In the era of big data, massive datasets(not only in the number of samples being collected but also in the number of features) are increasingly prevalent in many disciplines and are often difficult to interpret.
In this article, we’ll discuss the curse of dimensionality a situation that arises in high dimensional spaces which leads to certain anomalies that do not occur in lower dimensions.
Before venturing into the curse of dimensionality, let’s first understand what a dimension is?
A machine-learning algorithm with d features operates in a d-dimensional space.
For instance, let’s say we have to predict whether a person is male or female.
If we have features like hair length, height, and weight for each person, each feature corresponds to a dimension and we are working in a 3-dimensional space.
CURSE OF DIMENSIONALITY:
It was R.Bellman who first coined the term “curse of dimensionality” in his book Adaptive Control Process a Guided Tour.
Curse of dimensionality indicates that with each additional dimension, the number of samples needed grows exponentially, in order to achieve high accuracy.
Increase in dimensionality without increasing the number of samples will increase the sparsity in the training instances, which makes it difficult for any learning method to produce reliable results.
For example, take a look at the figure below.
If you see the above figure from left to right, you can see that we increase the dimension by 1 for each drawing. 25 random points have been generated in the range [0,1] along three dimensions.
The first plot on the left shows the data projected onto one dimension. By observing, we can see that the points are close together.
In the second plot, we increased the dimension by one and projected the points onto two dimensions.
Now the points are spread across the two dimensions, and the gaps can be seen, creating sparsity in the training instances.
Finally, in the last plot by adding another dimension, we can see that the points are further spread apart and become sparse creating a lot of empty cells and it requires a large number of samples for any learning method, to achieve a desired level of performance.
Cure for the Curse:
One solution to the curse of dimensionality is to add more training samples.
However, adding more training samples is not always possible as the number of points required to fill the space increases exponentially with each dimension.
Another solution is to reduce the dimension of the data.
One of the most popular techniques to reduce the dimension of the data is to use Principal Component Analysis.
To learn more about PCA, you can read the article Introduction to Principal Component Analysis.
Now let’s do some coding.
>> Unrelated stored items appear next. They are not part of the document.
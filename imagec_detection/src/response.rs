//! The outcome of detecting one (image, tile, channel).

use crate::DetectionResults;
use enumset::EnumSet;
use imagec_core::types::ChannelValidity;
use imagec_image::Raster;
use image::RgbImage;

/// Detection results plus the pixel context they were produced from.
#[derive(Debug, Default)]
pub struct DetectionResponse {
	pub results: DetectionResults,
	/// Unprocessed tile pixels, kept for intensity sampling.
	pub original: Option<Raster>,
	/// Painted overlay for interactive QA.
	pub control_image: Option<RgbImage>,
	/// Response level validity.
	pub validity: EnumSet<ChannelValidity>,
	/// When set, every object of this image-channel is excluded from
	/// aggregation.
	pub invalidate_whole_image: bool,
}

impl DetectionResponse {
	pub fn new(results: DetectionResults, original: Raster) -> DetectionResponse {
		DetectionResponse {
			results,
			original: Some(original),
			control_image: None,
			validity: EnumSet::empty(),
			invalidate_whole_image: false,
		}
	}

	pub fn set_validity(&mut self, flag: ChannelValidity) {
		self.validity |= flag;
	}
}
We’ll create a synthetic dataset with 1500 dimensions and try to reduce the dimensions with PCA.
We’ll first apply the logistic regression with 1500 dimensions and print the accuracy and the time taken for the calculation.
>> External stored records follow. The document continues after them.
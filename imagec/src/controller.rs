//! Single-job lifecycle façade.
//!
//! Owns the working directory scan and the scheduler, probes host
//! resources for the concurrency budget and serves interactive
//! previews outside any job.

use anyhow::{Context, Result};
use imagec_core::{
	EngineError, StopToken,
	settings::{AnalyzeSettings, ChannelSettings},
	system::SystemResources,
};
use imagec_detection::DetectionResponse;
use imagec_image::Raster;
use imagec_pipeline::{
	COMPOSITE_TILE_HEIGHT, COMPOSITE_TILE_WIDTH, ImageEntry, Job, JobConfig, MAX_IMAGE_SIZE_BYTES_TO_LOAD_AT_ONCE,
	PipelineContext, Scheduler, ThreadingSettings, calc_threading,
	processor::{self, process_channel},
	scheduler::JobState,
};
use imagec_reader::{TileRect, WorkingDirectory};
use std::{
	collections::BTreeMap,
	path::{Path, PathBuf},
};

/// Marker file a separate `imagec stop` invocation drops to request a
/// cooperative stop of the analysis running on the same directory.
pub fn stop_marker_path(working_dir: &Path) -> PathBuf {
	working_dir.join("imagec").join("stop")
}

/// Interactive single-tile result, never persisted.
pub struct Preview {
	pub response: DetectionResponse,
	pub thumbnail: Raster,
	pub width: u32,
	pub height: u32,
	pub image_path: PathBuf,
}

#[derive(Default)]
pub struct Controller {
	working_directory: WorkingDirectory,
	scheduler: Scheduler,
}

impl Controller {
	pub fn new() -> Controller {
		Controller::default()
	}

	/// Triggers the asynchronous directory walk.
	pub fn set_working_directory(&self, dir: PathBuf, on_done: impl FnOnce(usize) + Send + 'static) {
		self.working_directory.set_working_directory(dir, on_done);
	}

	pub fn is_looking_for_files(&self) -> bool {
		self.working_directory.is_running()
	}

	pub fn nr_of_found_images(&self) -> usize {
		self.working_directory.file_count()
	}

	pub fn found_images(&self) -> Vec<imagec_reader::FileInfoImages> {
		self.working_directory.files()
	}

	pub fn system_resources(&self) -> SystemResources {
		SystemResources::probe()
	}

	/// Runs the concurrency budget formula against a sample image.
	pub fn calc_optimal_thread_number(
		&self,
		ctx: &PipelineContext,
		settings: &AnalyzeSettings,
		sample_image_idx: usize,
	) -> Result<ThreadingSettings> {
		let files = self.working_directory.files();
		let file = files
			.get(sample_image_idx)
			.with_context(|| format!("no image at index {sample_image_idx}"))?;
		let reader = ctx.open_reader(file)?;
		let ome = reader.read_ome()?;
		let res = ome.resolution(0)?;

		let image_count = files.len() as u64;
		let channel_count = settings.channels.len() as u64;
		let (tile_count, ram_per_tile) = if res.memory_usage() > MAX_IMAGE_SIZE_BYTES_TO_LOAD_AT_ONCE {
			let (tiles_x, tiles_y) = res.tile_count(COMPOSITE_TILE_WIDTH, COMPOSITE_TILE_HEIGHT);
			let bytes_per_pixel = u64::from(res.bits / 8).max(1);
			(
				u64::from(tiles_x) * u64::from(tiles_y),
				u64::from(COMPOSITE_TILE_WIDTH) * u64::from(COMPOSITE_TILE_HEIGHT) * bytes_per_pixel,
			)
		} else {
			(1, res.memory_usage())
		};

		Ok(calc_threading(
			&self.system_resources(),
			image_count,
			tile_count,
			channel_count,
			ram_per_tile,
		))
	}

	pub fn start(&self, ctx: PipelineContext, config: JobConfig) -> Result<Job, EngineError> {
		// A stale stop marker would cancel the new job immediately.
		let _ = std::fs::remove_file(stop_marker_path(&config.working_dir));
		self.scheduler.start(ctx, self.working_directory.files(), config)
	}

	pub fn stop(&self) {
		if let Some(job) = self.scheduler.active_job() {
			job.stop();
		}
	}

	pub fn reset(&self) -> Result<(), EngineError> {
		self.scheduler.reset()
	}

	pub fn state(&self) -> Option<JobState> {
		self.scheduler.active_job().map(|job| job.state())
	}

	pub fn active_job(&self) -> Option<Job> {
		self.scheduler.active_job()
	}

	/// Runs exactly one channel-processor invocation for interactive
	/// feedback; nothing is persisted.
	pub fn preview(
		&self,
		ctx: &PipelineContext,
		channel: &ChannelSettings,
		img_idx: usize,
		tile_x: u32,
		tile_y: u32,
		resolution: u16,
	) -> Result<Preview> {
		let files = self.working_directory.files();
		let file = files.get(img_idx).with_context(|| format!("no image at index {img_idx}"))?;
		let reader = ctx.open_reader(file)?;
		let ome = reader.read_ome()?;
		let entry = ImageEntry {
			index: img_idx as u32,
			file: file.clone(),
			well: None,
			ome,
		};

		let res = entry.ome.resolution(resolution)?;
		let tiled = processor::is_tiled(&entry, resolution);
		let tile = if tiled {
			TileRect::of(res, tile_x, tile_y, COMPOSITE_TILE_WIDTH, COMPOSITE_TILE_HEIGHT)
		} else {
			TileRect::of(res, 0, 0, res.width.max(1), res.height.max(1))
		};

		let response = process_channel(
			ctx,
			&entry,
			channel,
			&tile,
			tiled,
			resolution,
			&BTreeMap::new(),
			&StopToken::new(),
		)?;

		let source = channel.meta.channel_idx.source_channel().unwrap_or(0);
		let z_dir = entry
			.ome
			.tif_dirs(source, processor::TIME_FRAME)
			.ok()
			.and_then(|dirs| dirs.first().copied())
			.unwrap_or(0);
		let thumbnail = reader.read_thumbnail(0, z_dir)?;

		Ok(Preview {
			width: tile.rect.width,
			height: tile.rect.height,
			thumbnail,
			image_path: file.path.clone(),
			response,
		})
	}
}

#[cfg(test)]
mod tests {
	use super::*;
	use imagec_core::types::ChannelIndex;
	use std::io::{Seek, Write};
	use std::sync::mpsc;
	use tiff::encoder::{TiffEncoder, colortype};

	fn write_fixture(path: &Path) {
		let mut data = vec![100u16; 64 * 64];
		for y in 20..28 {
			for x in 20..28 {
				data[y * 64 + x] = 30_000;
			}
		}
		let mut file = std::fs::File::create(path).unwrap();
		{
			let mut encoder = TiffEncoder::new(&mut file).unwrap();
			encoder.write_image::<colortype::Gray16>(64, 64, &data).unwrap();
		}
		file.flush().unwrap();
		file.rewind().unwrap();
	}

	fn scanned_controller(dir: &Path) -> Controller {
		let controller = Controller::new();
		let (tx, rx) = mpsc::channel();
		controller.set_working_directory(dir.to_path_buf(), move |count| tx.send(count).unwrap());
		rx.recv().unwrap();
		controller
	}

	#[test]
	fn discovers_images_and_calculates_a_budget() {
		let dir = tempfile::tempdir().unwrap();
		write_fixture(&dir.path().join("t_A01_01.tif"));
		write_fixture(&dir.path().join("t_A01_02.tif"));
		let controller = scanned_controller(dir.path());
		assert_eq!(controller.nr_of_found_images(), 2);
		assert!(!controller.is_looking_for_files());

		let mut settings = AnalyzeSettings::default();
		let mut channel = ChannelSettings::default();
		channel.meta.channel_idx = ChannelIndex::Ch0;
		settings.channels.push(channel);

		let ctx = PipelineContext::new(settings.clone());
		let threads = controller.calc_optimal_thread_number(&ctx, &settings, 0).unwrap();
		assert_eq!(threads.total_runs, 2);
		assert!(threads.cores_used >= 1);
	}

	#[test]
	fn preview_detects_without_persisting() {
		let dir = tempfile::tempdir().unwrap();
		write_fixture(&dir.path().join("t_A01_01.tif"));
		let controller = scanned_controller(dir.path());

		let mut channel = ChannelSettings::default();
		channel.meta.channel_idx = ChannelIndex::Ch0;
		channel.detection.threshold.threshold_min = 1000;

		let ctx = PipelineContext::new(AnalyzeSettings::default());
		let preview = controller.preview(&ctx, &channel, 0, 0, 0, 0).unwrap();
		assert_eq!(preview.response.results.len(), 1);
		assert!(preview.response.control_image.is_some());
		assert_eq!((preview.width, preview.height), (64, 64));
		// No job folder was created.
		assert!(!dir.path().join("imagec").exists());
	}

	#[test]
	fn stop_marker_path_is_below_the_job_tree() {
		assert_eq!(stop_marker_path(Path::new("/data")), PathBuf::from("/data/imagec/stop"));
	}
}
from sklearn.datasets import make_classification
from sklearn.model_selection import train_test_split
from sklearn.linear_model import LogisticRegression
from sklearn.metrics import accuracy_score
from time import time
X, y = make_classification(n_samples=3000, n_features=1500, n_classes=2, n_informative=2, random_state=43)
X_train, X_test, y_train, y_test = train_test_split(X, y, test_size=0.3, random_state=43)
start = time()
reg = LogisticRegression()
y_pred = reg.predict(X_test)
print(time() - start)
Now we’ll apply PCA on the dataset and reduce it to 100 dimensions
pca = PCA(n_components=100).fit(X_train)
X_train_pca = pca.transform(X_train)
X_test_pca = pca.transform(X_test)
start = time()
y_pred1 = reg.predict(X_test_pca)
print(f'Time:',time() - start)
As you can see from the results, by reducing the dimensions to 100 we increase the calculation time and also get an accuracy which is close to what we got with all the dimensions of the data set.
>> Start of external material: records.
//! Persisting detection responses into the result database and the
//! control image tree.

use crate::context::ImageEntry;
use imagec_core::{
	EngineError,
	types::{ChannelIndex, ChannelValidity, validity_bits},
};
use imagec_detection::DetectionResponse;
use imagec_results::{Database, ImageChannelMeta, ObjectRecord, substitute_tile_id};
use log::warn;
use std::path::Path;

/// Relative template of a channel's control images, with the literal
/// `${tile_id}` placeholder kept for consumers.
pub fn control_image_template(image_id: u64, channel_id: u16) -> String {
	format!("control_images/{image_id}/{channel_id}/tile_${{tile_id}}.png")
}

/// Writes the control image of one tile below the job folder. Failures
/// are logged, not fatal: the detections themselves are already safe.
pub fn write_control_image(output_dir: &Path, template: &str, tile_id: u16, response: &DetectionResponse) {
	let Some(control) = &response.control_image else {
		return;
	};
	let path = output_dir.join(substitute_tile_id(template, tile_id));
	if let Some(parent) = path.parent()
		&& let Err(err) = std::fs::create_dir_all(parent)
	{
		warn!("cannot create control image directory {parent:?}: {err}");
		return;
	}
	if let Err(err) = control.save(&path) {
		warn!("cannot write control image {path:?}: {err}");
	}
}

/// Upserts the image-channel row and inserts the response's objects
/// for one tile.
pub fn persist_response(
	db: &Database,
	analyze_id: &str,
	entry: &ImageEntry,
	channel: ChannelIndex,
	tile_id: u16,
	response: &DetectionResponse,
) -> Result<(), EngineError> {
	let image_id = entry.image_id();
	let channel_id = channel.id();

	db.upsert_image_channel(&ImageChannelMeta {
		analyze_id: analyze_id.to_string(),
		image_id,
		channel_id,
		validity: response.validity,
		invalidate_all: response.invalidate_whole_image,
		control_image_path: control_image_template(image_id, channel_id),
	})?;

	let objects: Vec<ObjectRecord> = response
		.results
		.iter()
		.map(|roi| ObjectRecord {
			object_id: roi.index(),
			validity: validity_bits(roi.validity()),
			values: roi.measures(),
		})
		.collect();
	db.insert_objects(analyze_id, image_id, channel_id, tile_id, &objects)
}

/// Records an image-channel that failed detection: no objects, whole
/// channel invalidated.
pub fn persist_failure(
	db: &Database,
	analyze_id: &str,
	entry: &ImageEntry,
	channel: ChannelIndex,
	validity: enumset::EnumSet<ChannelValidity>,
) -> Result<(), EngineError> {
	let image_id = entry.image_id();
	let channel_id = channel.id();
	db.upsert_image_channel(&ImageChannelMeta {
		analyze_id: analyze_id.to_string(),
		image_id,
		channel_id,
		validity,
		invalidate_all: true,
		control_image_path: control_image_template(image_id, channel_id),
	})
}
In this article, we discussed the curse of dimensionality.
Curse of dimensionality indicates that with each additional dimension, the number of samples needed grows exponentially, to achieve high accuracy.
It creates sparsity in the data making it difficult for any learning method to produce reliable results.
One way to overcome this curse is to add more training samples. However, practically, it is not possible as the number of points required increases exponentially with each dimension.
Another solution we discussed is to use dimensionality reduction techniques like PCA to reduce the dimension of the data.
Finally, we created a synthetic dataset with 1500 dimensions and apply PCA on it.